The lines to be set down run from the line containing "assert_eq!(stack.size(), 24);" through the final line of the data below; print them exactly and print nothing else.

**********

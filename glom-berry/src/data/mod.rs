use ndarray::{Array3, ArrayView, ArrayViewMut, Axis, Ix3};

use crate::{Idx2d, Idx3d};

pub mod slice;
pub mod window;

pub use slice::{
    CompactLabelSlice, GraySlice, GraySliceMut, ImgWriteRaw, ImgWriteVis, LabelSlice,
    LabelSliceMut, MaskSlice, MaskSliceMut, OwnedGraySlice, OwnedLabelSlice, OwnedMaskSlice,
    OwnedScanSlice, ScanSlice, ScanSliceMut,
};

pub use window::SignalWindow;

#[cfg(feature = "serde")]
use serde::{Deserialize, Serialize};

/// 体素的物理尺寸, 以微米为单位.
///
/// 显微镜 z-stack 的体素在水平方向 (XY) 上各向同性, 在 z 方向
/// (相邻平面方向) 上通常有独立的分辨率.
#[derive(Copy, Clone, Debug, PartialEq)]
#[cfg_attr(feature = "serde", derive(Serialize, Deserialize))]
pub struct VoxelSize {
    xy: f64,
    z: f64,
}

impl VoxelSize {
    /// 构建体素尺寸. 两个分量都必须是正的有限值, 否则返回 `None`.
    pub fn new(xy: f64, z: f64) -> Option<VoxelSize> {
        (xy.is_finite() && xy > 0.0 && z.is_finite() && z > 0.0).then_some(Self { xy, z })
    }

    /// 各向同性体素, 三个方向均为 1 微米. 便于实验和测试.
    #[inline]
    pub const fn isotropic_unit() -> VoxelSize {
        Self { xy: 1.0, z: 1.0 }
    }

    /// 获取水平方向 (自然 2D 图像平面内) 体素分辨率, 以微米为单位.
    #[inline]
    pub fn xy(&self) -> f64 {
        self.xy
    }

    /// 获取空间方向 (相邻 2D 平面的方向) 体素分辨率, 以微米为单位.
    #[inline]
    pub fn z(&self) -> f64 {
        self.z
    }

    /// 获取体素的实际体积值, 以立方微米为单位.
    #[inline]
    pub fn voxel(&self) -> f64 {
        self.xy * self.xy * self.z
    }

    /// 获取水平平面方向的像素实际面积值, 以平方微米为单位.
    #[inline]
    pub fn slice_pixel(&self) -> f64 {
        self.xy * self.xy
    }

    /// 体素分辨率在三个维度上是否是各向同的?
    #[inline]
    pub fn is_isotropic(&self) -> bool {
        self.xy == self.z
    }
}

/// 3D 体数据的几何信息: 形状与体素尺寸.
///
/// 形状按照 `(z, 高, 宽)` 组织, 对整个体数据固定.
#[derive(Copy, Clone, Debug, PartialEq)]
#[cfg_attr(feature = "serde", derive(Serialize, Deserialize))]
pub struct StackGeometry {
    shape: Idx3d,
    voxel: VoxelSize,
}

impl StackGeometry {
    /// 直接初始化.
    #[inline]
    pub fn new(shape: Idx3d, voxel: VoxelSize) -> StackGeometry {
        Self { shape, voxel }
    }

    /// 获取数据形状大小.
    #[inline]
    pub fn shape(&self) -> Idx3d {
        self.shape
    }

    /// 获取体素尺寸.
    #[inline]
    pub fn voxel(&self) -> VoxelSize {
        self.voxel
    }
}

/// 3D 体数据几何信息的共用属性和部分通用操作.
pub trait GeometryAttr {
    /// 获取几何信息.
    fn geometry(&self) -> StackGeometry;

    /// 获取数据形状大小.
    #[inline]
    fn shape(&self) -> Idx3d {
        self.geometry().shape()
    }

    /// 获取数据水平平面形状大小.
    #[inline]
    fn slice_shape(&self) -> Idx2d {
        let (_, h, w) = self.shape();
        (h, w)
    }

    /// 获取水平平面个数.
    #[inline]
    fn len_z(&self) -> usize {
        self.shape().0
    }

    /// 获取数据体素个数.
    #[inline]
    fn size(&self) -> usize {
        let (z, h, w) = self.shape();
        z * h * w
    }

    /// 检查索引是否合法.
    #[inline]
    fn check(&self, (z0, h0, w0): &Idx3d) -> bool {
        let (z, h, w) = self.shape();
        *z0 < z && *h0 < h && *w0 < w
    }

    /// 获取平面宽度 (自然 2D 图像的水平方向).
    #[inline]
    fn x_size(&self) -> usize {
        self.shape().2
    }

    /// 获取平面高度 (自然 2D 图像的垂直方向).
    #[inline]
    fn y_size(&self) -> usize {
        self.shape().1
    }

    /// 获取水平平面个数. 与 [`Self::len_z`] 等价.
    #[inline]
    fn z_size(&self) -> usize {
        self.len_z()
    }

    /// 获取体素尺寸.
    #[inline]
    fn voxel_size(&self) -> VoxelSize {
        self.geometry().voxel()
    }
}

impl GeometryAttr for StackGeometry {
    #[inline]
    fn geometry(&self) -> StackGeometry {
        *self
    }
}

/// 体数据栈的共用方法集合.
macro_rules! impl_stack {
    ($stack: ty, $elem: ty, $immut: ident, $mutable: ident, $owned: ty) => {
        impl GeometryAttr for $stack {
            #[inline]
            fn geometry(&self) -> StackGeometry {
                self.geometry
            }
        }

        impl $stack {
            /// 根据裸数据和体素尺寸直接创建实体.
            pub fn from_array(data: Array3<$elem>, voxel: VoxelSize) -> Self {
                let &[z, h, w] = data.shape() else {
                    unreachable!()
                };
                Self {
                    geometry: StackGeometry::new((z, h, w), voxel),
                    data,
                }
            }

            /// 创建给定形状的全背景体数据.
            pub fn zeros(shape: Idx3d, voxel: VoxelSize) -> Self {
                Self {
                    geometry: StackGeometry::new(shape, voxel),
                    data: Array3::default(shape),
                }
            }

            /// 获取 z 空间的第 `z_index` 层不可变平面视图.
            ///
            /// 当 `z_index` 越界时 panic.
            #[inline]
            pub fn slice_at(&self, z_index: usize) -> $immut<'_> {
                $immut::new(self.data.index_axis(Axis(0), z_index))
            }

            /// 获取 z 空间的第 `z_index` 层可变平面视图.
            ///
            /// 当 `z_index` 越界时 panic.
            #[inline]
            pub fn slice_at_mut(&mut self, z_index: usize) -> $mutable<'_> {
                $mutable::new(self.data.index_axis_mut(Axis(0), z_index))
            }

            /// 将第 `z_index` 层整体替换为 `plane` 的内容.
            ///
            /// 当 `z_index` 越界或形状不符时 panic.
            pub fn set_slice(&mut self, z_index: usize, plane: &$owned) {
                self.data
                    .index_axis_mut(Axis(0), z_index)
                    .assign(&plane.as_immut().array_view());
            }

            /// 获取能按升序迭代水平不可变平面的迭代器.
            #[inline]
            pub fn slice_iter(&self) -> impl ExactSizeIterator<Item = $immut<'_>> {
                self.data.axis_iter(Axis(0)).map($immut::new)
            }

            /// 获取能按升序迭代水平可变平面的迭代器.
            #[inline]
            pub fn slice_iter_mut(&mut self) -> impl ExactSizeIterator<Item = $mutable<'_>> {
                self.data.axis_iter_mut(Axis(0)).map($mutable::new)
            }

            /// 获得数据的一份不可变 shallow copy.
            #[inline]
            pub fn data(&self) -> ArrayView<'_, $elem, Ix3> {
                self.data.view()
            }

            /// 获得数据的一份可变 shallow copy.
            #[inline]
            pub fn data_mut(&mut self) -> ArrayViewMut<'_, $elem, Ix3> {
                self.data.view_mut()
            }
        }
    };
}

/// 内存驻留的 3D 荧光强度体数据. 强度值以 `f32` 保存.
///
/// 流式管线面向的是无法整体驻留内存的大型体数据; 该结构只服务于小型体数据、
/// 合成数据与测试场景.
#[derive(Debug, Clone)]
pub struct ScanStack {
    geometry: StackGeometry,
    data: Array3<f32>,
}

/// 内存驻留的 3D 二值掩膜体数据.
#[derive(Debug, Clone)]
pub struct MaskStack {
    geometry: StackGeometry,
    data: Array3<u8>,
}

/// 内存驻留的 3D 对象标签体数据. 标签值以 `u32` 保存.
#[derive(Debug, Clone)]
pub struct LabelStack {
    geometry: StackGeometry,
    data: Array3<u32>,
}

impl_stack!(ScanStack, f32, ScanSlice, ScanSliceMut, OwnedScanSlice);
impl_stack!(MaskStack, u8, MaskSlice, MaskSliceMut, OwnedMaskSlice);
impl_stack!(LabelStack, u32, LabelSlice, LabelSliceMut, OwnedLabelSlice);

impl LabelStack {
    /// 获取 3D 标签中值为 `label` 的体素个数.
    #[inline]
    pub fn count(&self, label: u32) -> usize {
        self.data.iter().filter(|p| **p == label).count()
    }

    /// 将 3D 标签中值为 `old` 的体素全部替换为 `new`.
    ///
    /// 返回总共成功替换的个数.
    pub fn replace(&mut self, old: u32, new: u32) -> usize {
        let mut cnt = 0usize;
        self.data_mut()
            .iter_mut()
            .filter(|pix| **pix == old)
            .for_each(|p| {
                cnt += 1;
                *p = new;
            });
        cnt
    }
}

cfg_if::cfg_if! {
    if #[cfg(feature = "rayon")] {
        use rayon::iter::{IndexedParallelIterator, IntoParallelIterator, ParallelIterator};
    }
}

/// 并发操作部分
#[cfg(feature = "rayon")]
impl ScanStack {
    /// 借助 `rayon`, 并行地对每个水平不可变平面实施 `op` 操作.
    /// 该操作会同时携带 z 方向索引信息.
    pub fn par_for_each_indexed_slice<F>(&self, op: F)
    where
        F: Fn(usize, ScanSlice) + Sync + Send,
    {
        self.data()
            .axis_iter(Axis(0))
            .into_par_iter()
            .enumerate()
            .for_each(|(i, v)| {
                op(i, ScanSlice::new(v));
            });
    }
}

/// 并发操作部分
#[cfg(feature = "rayon")]
impl MaskStack {
    /// 借助 `rayon`, 并行地对每个水平可变平面实施 `op` 操作.
    /// 该操作会同时携带 z 方向索引信息.
    pub fn par_for_each_indexed_slice_mut<F>(&mut self, op: F)
    where
        F: Fn(usize, MaskSliceMut) + Sync + Send,
    {
        self.data_mut()
            .axis_iter_mut(Axis(0))
            .into_par_iter()
            .enumerate()
            .for_each(|(i, v)| {
                op(i, MaskSliceMut::new(v));
            });
    }
}

#[cfg(test)]
mod tests {
    use super::*;
    use ndarray::array;

    #[test]
    fn test_voxel_size() {
        assert!(VoxelSize::new(0.0, 1.0).is_none());
        assert!(VoxelSize::new(1.0, -2.0).is_none());
        assert!(VoxelSize::new(f64::NAN, 1.0).is_none());

        let v = VoxelSize::new(0.5, 2.0).unwrap();
        assert!((v.voxel() - 0.5).abs() < 1e-12);
        assert!((v.slice_pixel() - 0.25).abs() < 1e-12);
        assert!(!v.is_isotropic());
        assert!(VoxelSize::isotropic_unit().is_isotropic());
    }

    #[test]
    fn test_stack_geometry_attr() {
        let stack = MaskStack::zeros((4, 3, 2), VoxelSize::isotropic_unit());
        assert_eq!(stack.shape(), (4, 3, 2));
        assert_eq!(stack.slice_shape(), (3, 2));
        assert_eq!(stack.len_z(), 4);
        assert_eq!(stack.size(), 24);
        assert!(stack.check(&(3, 2, 1)));
        assert!(!stack.check(&(4, 0, 0)));

        // 体数据的宽高在整个处理过程中只查询一次, 接口按约定命名.
        assert_eq!(stack.x_size(), 2);
        assert_eq!(stack.y_size(), 3);
        assert_eq!(stack.z_size(), 4);
    }

    #[test]
    fn test_stack_slice_iter() {
        let mut scan = ScanStack::zeros((3, 2, 2), VoxelSize::isotropic_unit());
        for (z, mut sli) in scan.slice_iter_mut().enumerate() {
            sli.fill(z as f32);
        }
        let sums: Vec<f32> = scan
            .slice_iter()
            .map(|sli| sli.iter().sum::<f32>())
            .collect();
        assert_eq!(sums, vec![0.0, 4.0, 8.0]);
    }

    #[test]
    fn test_stack_set_slice() {
        let mut labels = LabelStack::zeros((2, 2, 2), VoxelSize::isotropic_unit());
        let plane = OwnedLabelSlice::from_raw(array![[1, 0], [0, 2]]);
        labels.set_slice(1, &plane);
        assert_eq!(labels.count(1), 1);
        assert_eq!(labels.count(2), 1);
        assert_eq!(labels.slice_at(0).count(1), 0);
        assert_eq!(labels.replace(2, 9), 1);
        assert_eq!(labels.slice_at(1)[(1, 1)], 9);
    }
}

**********

*SOLUTION:*
        assert_eq!(stack.size(), 24);
        assert!(stack.check(&(3, 2, 1)));
        assert!(!stack.check(&(4, 0, 0)));

        // 体数据的宽高在整个处理过程中只查询一次, 接口按约定命名.
        assert_eq!(stack.x_size(), 2);
        assert_eq!(stack.y_size(), 3);
        assert_eq!(stack.z_size(), 4);
    }

    #[test]
    fn test_stack_slice_iter() {
        let mut scan = ScanStack::zeros((3, 2, 2), VoxelSize::isotropic_unit());
        for (z, mut sli) in scan.slice_iter_mut().enumerate() {
            sli.fill(z as f32);
        }
        let sums: Vec<f32> = scan
            .slice_iter()
            .map(|sli| sli.iter().sum::<f32>())
            .collect();
        assert_eq!(sums, vec![0.0, 4.0, 8.0]);
    }

    #[test]
    fn test_stack_set_slice() {
        let mut labels = LabelStack::zeros((2, 2, 2), VoxelSize::isotropic_unit());
        let plane = OwnedLabelSlice::from_raw(array![[1, 0], [0, 2]]);
        labels.set_slice(1, &plane);
        assert_eq!(labels.count(1), 1);
        assert_eq!(labels.count(2), 1);
        assert_eq!(labels.slice_at(0).count(1), 0);
        assert_eq!(labels.replace(2, 9), 1);
        assert_eq!(labels.slice_at(1)[(1, 1)], 9);
    }
}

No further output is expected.